The Adventures of Hajji Baba of Ispahan, by James Justinian Morier

Chapter lxv

He purchases pipe-sticks, and inspires a hopeless passion in the breast of his old master’s daughter.

Osman Aga’s house was situated in a narrow lane, leading out of the street which leads into one of the principal bazaars. Immediately in front of the door was a heap of rubbish, upon which a litter of kittens had just been thrown, making an essay of their young voices as we passed; and a little farther, on a similar mound, a colony of puppies had been planted, guarded by a mangy mother, which, by their united cries, left us nothing to desire in the way of discord. Between these was situated the gate of Osman Aga’s house, into which we entered. It was a small building, consisting of some crazy rooms, which neither indicated riches nor cleanliness. As I had no baggage belonging to me, except a small carpet, my removal here from the caravanserai was soon accomplished, and I took up my future abode in a corner of mine host’s principal room, where he also spread his bed and slept.

By way of celebrating my arrival, he treated me with roasted lamb, and an abundant dish of rice, to which were added dates, cheese, and onions. The dishes were cooked in the harem, by the hands of his wife and daughter, aided by a female slave, the only domestic in the establishment. Neither of these had I yet seen, for it was dusk when we reached the house; nor, from good manners, did I ask more about them than Osman was inclined to tell me.

Besides myself and his son, the old man had invited a brother dealer in lambskins to the entertainment, with whom he had formed a close intimacy during his travels in Bokhara. The conversation turned exclusively upon commerce, about which I was so ignorant, that I took very little share in it, although, considering that it was my intention to enter it myself, I was very happy to open my ears to all that was said.

They entered deeply into the subject and discussed the relative merits or each article of trade. To hear them talk, one might have inferred that the end of the world was at hand, because it was rumoured that the price of their favourite commodity had fallen at Constantinople. They dissuaded me from embarking my capital in that article, but recommended in preference that I should invest it in pipe-sticks, which, they remarked, were subject to no decay, and for which there was a constant demand in the market of Constantinople.

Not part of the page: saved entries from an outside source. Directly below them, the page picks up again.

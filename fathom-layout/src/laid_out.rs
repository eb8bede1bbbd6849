use crate::layout::TensorLayout;
use fathom_base::{ChunkSize, TensorIndex};

/// One chunk of a laid-out tensor: the layout, which chunk (by base
/// index), and the payload occupying it.
#[derive(Clone, PartialEq, Eq, Debug)]
pub struct LaidOutChunk<T> {
    layout: TensorLayout,
    offset: TensorIndex,
    payload: T,
}

impl<T> LaidOutChunk<T> {
    pub fn new(layout: TensorLayout, offset: TensorIndex, payload: T) -> Self {
        assert!(*offset.shape() == *layout.shape());
        assert!(layout.chunk_offsets().contains(&offset));
        LaidOutChunk {
            layout,
            offset,
            payload,
        }
    }

    pub fn layout(&self) -> &TensorLayout {
        &self.layout
    }

    pub fn offset(&self) -> &TensorIndex {
        &self.offset
    }

    pub fn payload(&self) -> &T {
        &self.payload
    }

    pub fn payload_mut(&mut self) -> &mut T {
        &mut self.payload
    }

    pub fn into_payload(self) -> T {
        self.payload
    }
}

/// A layout plus exactly one payload chunk per chunk offset, held in
/// ascending offset order.
#[derive(Clone, PartialEq, Eq, Debug)]
pub struct LaidOutTensor<T> {
    layout: TensorLayout,
    chunks: Vec<LaidOutChunk<T>>,
}

impl<T> LaidOutTensor<T> {
    pub fn new(mut chunks: Vec<LaidOutChunk<T>>) -> Self {
        assert!(!chunks.is_empty());
        let layout = chunks[0].layout().clone();
        assert!(chunks.len() == layout.total_chunks());
        for chunk in &chunks {
            assert!(*chunk.layout() == layout);
        }
        chunks.sort_by_key(|chunk| chunk.offset().flat());
        for (chunk, offset) in chunks.iter().zip(layout.chunk_offsets()) {
            assert!(chunk.offset() == offset);
        }
        LaidOutTensor { layout, chunks }
    }

    pub fn layout(&self) -> &TensorLayout {
        &self.layout
    }

    pub fn chunks(&self) -> &[LaidOutChunk<T>] {
        &self.chunks
    }

    pub fn chunks_mut(&mut self) -> &mut [LaidOutChunk<T>] {
        &mut self.chunks
    }

    pub fn into_chunks(self) -> Vec<LaidOutChunk<T>> {
        self.chunks
    }

    pub fn offsets(&self) -> &[TensorIndex] {
        self.layout.chunk_offsets()
    }

    pub fn at_offset(&self, offset: &TensorIndex) -> &LaidOutChunk<T> {
        self.chunks
            .iter()
            .find(|chunk| chunk.offset() == offset)
            .expect("no chunk at requested offset")
    }
}

/// A tensor index viewed through a layout: which chunk, which slot.
#[derive(Clone, Debug)]
pub struct LaidOutTensorIndex {
    layout: TensorLayout,
    ti: TensorIndex,
}

impl LaidOutTensorIndex {
    pub fn new(layout: TensorLayout, ti: TensorIndex) -> Self {
        LaidOutTensorIndex { layout, ti }
    }

    pub fn chunk_number(&self) -> usize {
        self.layout.chunk_number_at(&self.ti)
    }

    pub fn chunk_index(&self) -> i64 {
        self.layout.chunk_index_at(&self.ti)
    }

    pub fn chunk_size(&self) -> ChunkSize {
        self.layout.chunk_size()
    }

    pub fn total_chunks(&self) -> usize {
        self.layout.total_chunks()
    }
}

/// A slot-level displacement between two laid-out positions, reduced
/// modulo the chunk count and the chunk size.
#[derive(Clone, Copy, PartialEq, Eq, Debug, Hash)]
pub struct LaidOutTranslation {
    num_chunks: usize,
    chunk_size: ChunkSize,
    chunk_number_diff: usize,
    chunk_index_diff: i64,
}

impl LaidOutTranslation {
    pub fn new(
        num_chunks: usize,
        chunk_size: ChunkSize,
        chunk_number_diff: i64,
        chunk_index_diff: i64,
    ) -> Self {
        assert!(num_chunks > 0);
        LaidOutTranslation {
            num_chunks,
            chunk_size,
            chunk_number_diff: chunk_number_diff.rem_euclid(num_chunks as i64) as usize,
            chunk_index_diff: chunk_index_diff.rem_euclid(chunk_size.value()),
        }
    }

    pub fn chunk_number_diff(&self) -> usize {
        self.chunk_number_diff
    }

    pub fn chunk_index_diff(&self) -> i64 {
        self.chunk_index_diff
    }

    pub fn chunk_size(&self) -> ChunkSize {
        self.chunk_size
    }

    pub fn total_chunks(&self) -> usize {
        self.num_chunks
    }
}

pub fn translation_src_dest(
    src: &LaidOutTensorIndex,
    dest: &LaidOutTensorIndex,
) -> LaidOutTranslation {
    assert!(src.chunk_size() == dest.chunk_size());
    LaidOutTranslation::new(
        src.total_chunks().max(dest.total_chunks()),
        src.chunk_size(),
        dest.chunk_number() as i64 - src.chunk_number() as i64,
        dest.chunk_index() - src.chunk_index(),
    )
}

The entertainment being over, and the guests having parted, I ruminated deeply upon what I had heard, and forthwith turned the whole weight of my thoughts to pipe-sticks. There, in a corner, I sat all day calculating what number of pipes I might acquire for my tomauns, and what would be my profit when sold at Constantinople; and when my imagination was heated by the hopes of the ultimate fortune that might be realized, I gave myself up to the most extravagant expectations. The plan of the merchant, whom Saadi relates he met in the island of Kish, was trifling when compared to the one which I formed. ‘With the produce of my pipe-sticks,’ said I, ‘I will buy figs at Smyrna, which I will take to Europe, and having made great profit by them there, my money shall then he invested in skull-caps, which I will carry to Grand Cairo; these being sold in detail, for ready cash, I will carefully pack my money in sacks, and proceed to Ethiopia, where I will purchase slaves, each of whom I will sell for great profit at Moccha, and thence I will make the pilgrimage to the tomb of the Prophet. From Moccha I will transport coffee to Persia, which will fetch an amazing price; and then I will repose in my native city, until I can purchase a high situation at court, which may in time lead me to become the grand vizier to the King of Kings.

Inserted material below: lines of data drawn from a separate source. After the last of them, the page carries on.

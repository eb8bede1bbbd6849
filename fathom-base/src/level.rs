use crate::{err, Result};

// CKKS cost-model scalars. These are all small ints, wrapped so a level
// can never be confused with a scale or a chunk size at a call site.

/// Remaining modulus-chain depth of a ciphertext. Always in [1, 100).
#[derive(Clone, Copy, PartialEq, Eq, Debug, Hash, PartialOrd, Ord)]
pub struct Level(i64);

impl Level {
    pub fn new(value: i64) -> Self {
        assert!((1..100).contains(&value));
        Level(value)
    }

    pub fn parse(value: i64) -> Result<Self> {
        if !(1..100).contains(&value) {
            return Err(err("level out of range"));
        }
        Ok(Level(value))
    }

    pub fn value(&self) -> i64 {
        self.0
    }
}

/// log2 of the scaling factor of a ciphertext encoding. Always in [0, 200).
#[derive(Clone, Copy, PartialEq, Eq, Debug, Hash, PartialOrd, Ord)]
pub struct LogScale(i64);

impl LogScale {
    pub fn new(value: i64) -> Self {
        assert!((0..200).contains(&value));
        LogScale(value)
    }

    pub fn parse(value: i64) -> Result<Self> {
        if !(0..200).contains(&value) {
            return Err(err("log scale out of range"));
        }
        Ok(LogScale(value))
    }

    pub fn value(&self) -> i64 {
        self.0
    }
}

impl std::ops::Add for LogScale {
    type Output = LogScale;
    fn add(self, rhs: LogScale) -> LogScale {
        LogScale::new(self.0 + rhs.0)
    }
}

impl std::ops::Sub for LogScale {
    type Output = LogScale;
    fn sub(self, rhs: LogScale) -> LogScale {
        LogScale::new(self.0 - rhs.0)
    }
}

/// The cost-model tag on every ciphertext-op node.
#[derive(Clone, Copy, PartialEq, Eq, Debug, Hash)]
pub struct LevelInfo {
    pub level: Level,
    pub log_scale: LogScale,
}

impl LevelInfo {
    pub fn new(level: Level, log_scale: LogScale) -> Self {
        LevelInfo { level, log_scale }
    }
}

/// Number of plaintext slots in one ciphertext; always a power of two.
#[derive(Clone, Copy, PartialEq, Eq, Debug, Hash, PartialOrd, Ord)]
pub struct ChunkSize(i64);

impl ChunkSize {
    pub fn new(value: i64) -> Self {
        assert!(value >= 1 && (value as u64).is_power_of_two());
        ChunkSize(value)
    }

    pub fn value(&self) -> i64 {
        self.0
    }

    pub fn log2(&self) -> LogChunkSize {
        LogChunkSize::new(self.0.trailing_zeros() as i64)
    }
}

#[derive(Clone, Copy, PartialEq, Eq, Debug, Hash, PartialOrd, Ord)]
pub struct LogChunkSize(i64);

impl LogChunkSize {
    pub fn new(value: i64) -> Self {
        assert!((0..32).contains(&value));
        LogChunkSize(value)
    }

    pub fn value(&self) -> i64 {
        self.0
    }

    pub fn chunk_size(&self) -> ChunkSize {
        ChunkSize::new(1i64 << self.0)
    }
}

/// log2 of the ring degree; a chunk packs N/2 slots.
#[derive(Clone, Copy, PartialEq, Eq, Debug, Hash, PartialOrd, Ord)]
pub struct LogN(i64);

impl LogN {
    pub fn new(value: i64) -> Self {
        assert!((1..33).contains(&value));
        LogN(value)
    }

    pub fn value(&self) -> i64 {
        self.0
    }

    pub fn log_chunk_size(&self) -> LogChunkSize {
        LogChunkSize::new(self.0 - 1)
    }
}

Having thus disposed of the future in my favour, I set myself actively to work in laying in my merchandise. According to the most approved method, I made a bargain with a wood-cutter, who was to proceed to the mountains of Lour and Bakhtiari, where he would find forests of the wild cherry-tree, from which he would make his selections, according to the sizes with which I should furnish him. He was then to return to Bagdad, where the sticks would be bored, and made up into appropriate parcels for the markets of Turkey.

All this was duly executed; but during the time that I was waiting for the return of the wood-cutter, I was attacked by a disorder, from which few residents, as well as strangers at Bagdad are exempt, which terminating by a large pimple, as it dries up, leaves an indelible mark on the skin. To my great mortification, it broke out upon the middle of my right cheek, immediately upon the confines of the beard, and there left its baleful print, destroying some of the most favourite of my hairs, and making that appear a broken and irregular waste, which before might be likened to a highly cultivated slope.

I bore this calamity as well as I was able, although I could not help frequently quarrelling with fate, for having chosen so conspicuous a spot to place that which might have been so conveniently settled anywhere else.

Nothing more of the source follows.